[Stored items]
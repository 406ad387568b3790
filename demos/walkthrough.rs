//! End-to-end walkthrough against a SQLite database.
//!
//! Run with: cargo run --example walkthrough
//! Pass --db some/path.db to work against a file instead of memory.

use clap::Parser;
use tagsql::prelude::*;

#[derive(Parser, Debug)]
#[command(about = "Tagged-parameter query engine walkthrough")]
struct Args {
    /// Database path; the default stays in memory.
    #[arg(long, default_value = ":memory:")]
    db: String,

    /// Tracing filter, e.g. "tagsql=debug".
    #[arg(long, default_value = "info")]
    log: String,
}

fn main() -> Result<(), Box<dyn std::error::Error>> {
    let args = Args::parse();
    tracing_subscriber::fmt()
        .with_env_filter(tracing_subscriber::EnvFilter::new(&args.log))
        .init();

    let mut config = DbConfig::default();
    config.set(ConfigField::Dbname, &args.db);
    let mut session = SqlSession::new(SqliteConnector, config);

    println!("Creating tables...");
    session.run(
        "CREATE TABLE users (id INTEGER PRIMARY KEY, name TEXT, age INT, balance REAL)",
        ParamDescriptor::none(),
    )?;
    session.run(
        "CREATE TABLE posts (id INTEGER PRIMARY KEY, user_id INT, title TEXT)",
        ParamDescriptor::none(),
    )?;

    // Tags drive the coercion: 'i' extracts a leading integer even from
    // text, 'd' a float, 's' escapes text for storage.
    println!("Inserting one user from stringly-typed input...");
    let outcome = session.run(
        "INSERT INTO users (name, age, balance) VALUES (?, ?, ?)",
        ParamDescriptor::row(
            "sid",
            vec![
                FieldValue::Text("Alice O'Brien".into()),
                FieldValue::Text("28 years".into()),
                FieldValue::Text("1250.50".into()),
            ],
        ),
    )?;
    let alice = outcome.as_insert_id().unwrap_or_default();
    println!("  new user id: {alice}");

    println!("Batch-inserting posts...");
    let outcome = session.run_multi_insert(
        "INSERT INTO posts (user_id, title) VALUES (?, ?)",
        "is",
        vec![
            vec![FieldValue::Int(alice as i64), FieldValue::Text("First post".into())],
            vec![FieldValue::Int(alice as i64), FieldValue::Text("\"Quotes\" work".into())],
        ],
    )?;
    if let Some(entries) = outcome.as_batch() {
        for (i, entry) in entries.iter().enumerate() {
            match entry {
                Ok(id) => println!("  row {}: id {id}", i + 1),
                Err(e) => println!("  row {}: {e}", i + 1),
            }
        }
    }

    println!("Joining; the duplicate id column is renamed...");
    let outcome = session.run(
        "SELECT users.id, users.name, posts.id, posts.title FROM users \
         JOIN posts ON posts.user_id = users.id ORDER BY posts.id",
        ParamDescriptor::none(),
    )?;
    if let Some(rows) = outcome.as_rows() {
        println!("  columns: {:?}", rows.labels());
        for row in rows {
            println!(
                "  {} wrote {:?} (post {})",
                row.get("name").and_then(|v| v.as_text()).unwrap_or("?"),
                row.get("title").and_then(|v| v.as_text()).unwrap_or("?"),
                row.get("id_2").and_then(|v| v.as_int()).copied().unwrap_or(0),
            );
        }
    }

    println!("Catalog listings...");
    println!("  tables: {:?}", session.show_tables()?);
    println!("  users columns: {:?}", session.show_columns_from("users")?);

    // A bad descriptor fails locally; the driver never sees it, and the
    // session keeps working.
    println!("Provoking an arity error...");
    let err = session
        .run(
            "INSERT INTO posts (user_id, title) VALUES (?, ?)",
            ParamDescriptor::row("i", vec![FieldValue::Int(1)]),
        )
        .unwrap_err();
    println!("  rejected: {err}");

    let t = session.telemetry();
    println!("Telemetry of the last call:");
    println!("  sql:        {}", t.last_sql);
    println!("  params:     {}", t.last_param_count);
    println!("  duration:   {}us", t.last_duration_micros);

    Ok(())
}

==

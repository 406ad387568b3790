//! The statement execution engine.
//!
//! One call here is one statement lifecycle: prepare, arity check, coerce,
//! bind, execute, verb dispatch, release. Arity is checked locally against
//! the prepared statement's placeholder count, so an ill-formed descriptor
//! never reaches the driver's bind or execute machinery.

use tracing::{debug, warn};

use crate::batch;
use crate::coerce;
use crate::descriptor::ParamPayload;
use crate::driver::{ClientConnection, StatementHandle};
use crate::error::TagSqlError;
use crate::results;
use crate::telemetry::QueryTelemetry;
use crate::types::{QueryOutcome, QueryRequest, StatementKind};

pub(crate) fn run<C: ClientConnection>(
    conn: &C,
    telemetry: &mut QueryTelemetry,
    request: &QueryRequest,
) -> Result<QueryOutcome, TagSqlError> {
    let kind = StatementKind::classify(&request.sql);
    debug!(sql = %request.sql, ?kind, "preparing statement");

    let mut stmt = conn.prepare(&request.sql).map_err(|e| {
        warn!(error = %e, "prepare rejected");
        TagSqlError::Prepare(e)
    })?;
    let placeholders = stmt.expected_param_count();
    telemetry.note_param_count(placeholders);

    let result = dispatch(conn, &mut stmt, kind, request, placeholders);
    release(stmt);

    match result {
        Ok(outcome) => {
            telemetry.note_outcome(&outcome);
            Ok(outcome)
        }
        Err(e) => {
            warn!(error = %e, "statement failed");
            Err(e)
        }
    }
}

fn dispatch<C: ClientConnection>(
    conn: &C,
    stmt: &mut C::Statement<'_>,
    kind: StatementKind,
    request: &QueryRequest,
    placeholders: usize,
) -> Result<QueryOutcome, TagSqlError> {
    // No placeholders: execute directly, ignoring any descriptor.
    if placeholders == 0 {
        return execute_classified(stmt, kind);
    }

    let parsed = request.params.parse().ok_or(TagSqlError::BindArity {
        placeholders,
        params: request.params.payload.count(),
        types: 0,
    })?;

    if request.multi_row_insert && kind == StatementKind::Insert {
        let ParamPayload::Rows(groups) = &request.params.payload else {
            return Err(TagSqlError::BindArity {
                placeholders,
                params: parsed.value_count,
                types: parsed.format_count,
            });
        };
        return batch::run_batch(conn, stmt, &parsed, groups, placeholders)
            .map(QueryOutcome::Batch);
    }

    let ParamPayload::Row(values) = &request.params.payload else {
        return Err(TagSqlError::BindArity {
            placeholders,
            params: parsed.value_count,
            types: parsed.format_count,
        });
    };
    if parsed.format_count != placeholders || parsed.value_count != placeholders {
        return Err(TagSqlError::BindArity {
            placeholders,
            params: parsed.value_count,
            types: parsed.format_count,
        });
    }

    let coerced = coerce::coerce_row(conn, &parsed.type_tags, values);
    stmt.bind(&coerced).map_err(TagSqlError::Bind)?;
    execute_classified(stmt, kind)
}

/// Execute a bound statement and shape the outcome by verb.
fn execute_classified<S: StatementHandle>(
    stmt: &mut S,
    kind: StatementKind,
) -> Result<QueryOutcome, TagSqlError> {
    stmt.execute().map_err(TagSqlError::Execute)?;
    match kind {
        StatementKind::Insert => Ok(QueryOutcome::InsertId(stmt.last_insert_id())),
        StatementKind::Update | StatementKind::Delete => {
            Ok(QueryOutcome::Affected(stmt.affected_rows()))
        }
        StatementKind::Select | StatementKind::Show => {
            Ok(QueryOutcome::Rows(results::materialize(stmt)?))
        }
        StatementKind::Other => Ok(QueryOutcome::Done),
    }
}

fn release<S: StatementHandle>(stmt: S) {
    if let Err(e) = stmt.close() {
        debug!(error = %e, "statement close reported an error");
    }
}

=== EXERCISE GOAL ===
Output the lines of the records above exactly as they appear, from the line containing "fn main() ->" through the line containing "let mut config = DbConfig::default();".

=== RESULT OF THIS TASK ===
fn main() -> Result<(), Box<dyn std::error::Error>> {
    let args = Args::parse();
    tracing_subscriber::fmt()
        .with_env_filter(tracing_subscriber::EnvFilter::new(&args.log))
        .init();

    let mut config = DbConfig::default();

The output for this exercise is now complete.